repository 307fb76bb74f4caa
//! Display classification of free-text content types.

use serde::{Deserialize, Serialize};

/// Coarse file category derived from a content-type string.
///
/// Matching is by prefix/substring only, in declaration order; it is not a
/// MIME parser.
#[derive(Debug, Clone, Copy, PartialEq, Eq, Serialize, Deserialize)]
#[serde(rename_all = "lowercase")]
pub enum FileKind {
    /// `image/*`
    Image,
    /// `video/*`
    Video,
    /// `audio/*`
    Audio,
    /// Anything mentioning `pdf`.
    Pdf,
    /// Anything containing `text/`.
    Text,
    /// Anything mentioning `zip` or `rar`.
    Archive,
    /// Everything else.
    Other,
}

impl FileKind {
    /// Classify a content-type string.
    pub fn from_mime(mime: &str) -> Self {
        if mime.starts_with("image/") {
            Self::Image
        } else if mime.starts_with("video/") {
            Self::Video
        } else if mime.starts_with("audio/") {
            Self::Audio
        } else if mime.contains("pdf") {
            Self::Pdf
        } else if mime.contains("text/") {
            Self::Text
        } else if mime.contains("zip") || mime.contains("rar") {
            Self::Archive
        } else {
            Self::Other
        }
    }

    /// Glyph used when listing files.
    pub fn icon(&self) -> &'static str {
        match self {
            Self::Image => "🖼️",
            Self::Video => "🎥",
            Self::Audio => "🎵",
            Self::Pdf => "📄",
            Self::Text => "📝",
            Self::Archive => "📦",
            Self::Other => "📁",
        }
    }
}
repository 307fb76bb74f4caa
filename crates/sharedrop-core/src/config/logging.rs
//! Logging configuration.

use serde::{Deserialize, Serialize};

/// Logging and tracing configuration.
#[derive(Debug, Clone, Serialize, Deserialize)]
pub struct LoggingConfig {
    /// Log level: `"trace"`, `"debug"`, `"info"`, `"warn"`, `"error"`.
    #[serde(default = "default_level")]
    pub level: String,
    /// Log format: `"json"` or `"pretty"`.
    #[serde(default = "default_format")]
    pub format: String,
}

impl Default for LoggingConfig {
    fn default() -> Self {
        Self {
            level: default_level(),
            format: default_format(),
        }
    }
}

fn default_level() -> String {
    "warn".to_string()
}

fn default_format() -> String {
    "pretty".to_string()
}
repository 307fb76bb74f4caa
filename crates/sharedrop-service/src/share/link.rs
//! Share token generation.

use rand::Rng;

use sharedrop_core::types::ShareToken;

const ALPHABET: &[u8; 36] = b"0123456789abcdefghijklmnopqrstuvwxyz";

/// Characters per random fragment.
const FRAGMENT_LEN: usize = 10;

/// Generates share link tokens.
///
/// Tokens are unguessable enough for casual sharing but are not drawn from
/// a cryptographic source.
#[derive(Debug, Clone)]
pub struct LinkService;

impl LinkService {
    /// Creates a new link service.
    pub fn new() -> Self {
        Self
    }

    /// Generates a token made of two base-36 fragments.
    pub fn generate_token(&self) -> ShareToken {
        let mut rng = rand::rng();
        let mut token = String::with_capacity(FRAGMENT_LEN * 2);
        for _ in 0..2 {
            token.extend(
                (0..FRAGMENT_LEN).map(|_| ALPHABET[rng.random_range(0..ALPHABET.len())] as char),
            );
        }
        ShareToken::new(token)
    }
}

impl Default for LinkService {
    fn default() -> Self {
        Self::new()
    }
}

#[cfg(test)]
mod tests {
    use std::collections::HashSet;

    use super::*;

    #[test]
    fn test_token_shape() {
        let token = LinkService::new().generate_token();
        assert_eq!(token.as_str().len(), 20);
        assert!(
            token
                .as_str()
                .chars()
                .all(|c| c.is_ascii_digit() || c.is_ascii_lowercase())
        );
    }

    #[test]
    fn test_tokens_do_not_repeat() {
        let links = LinkService::new();
        let tokens: HashSet<_> = (0..10_000).map(|_| links.generate_token()).collect();
        assert_eq!(tokens.len(), 10_000);
    }
}
//! # sharedrop-backend
//!
//! Implementations of the remote collaborator traits for ShareDrop:
//!
//! - **http**: the remote BaaS reached over its REST contract with
//!   [reqwest](https://crates.io/crates/reqwest)
//! - **memory**: an in-process backend holding accounts, objects, and
//!   records in memory, with failure injection for exercising error paths
//!
//! The implementation is selected at runtime from configuration.

#[cfg(feature = "http")]
pub mod http;
pub mod manager;
#[cfg(feature = "memory")]
pub mod memory;
pub mod repository;

pub use manager::Backend;
pub use repository::FileRepository;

------------------------------------

Assignment. When the line with "filename crates/sharedrop-service/src/share/link.rs" is reached in the data above, start copying there, and copy each line exactly until the line with "pub fn generate_token(&self)" has been copied; copy nothing else.

Result below.
filename crates/sharedrop-service/src/share/link.rs
//! Share token generation.

use rand::Rng;

use sharedrop_core::types::ShareToken;

const ALPHABET: &[u8; 36] = b"0123456789abcdefghijklmnopqrstuvwxyz";

/// Characters per random fragment.
const FRAGMENT_LEN: usize = 10;

/// Generates share link tokens.
///
/// Tokens are unguessable enough for casual sharing but are not drawn from
/// a cryptographic source.
#[derive(Debug, Clone)]
pub struct LinkService;

impl LinkService {
    /// Creates a new link service.
    pub fn new() -> Self {
        Self
    }

    /// Generates a token made of two base-36 fragments.
    pub fn generate_token(&self) -> ShareToken {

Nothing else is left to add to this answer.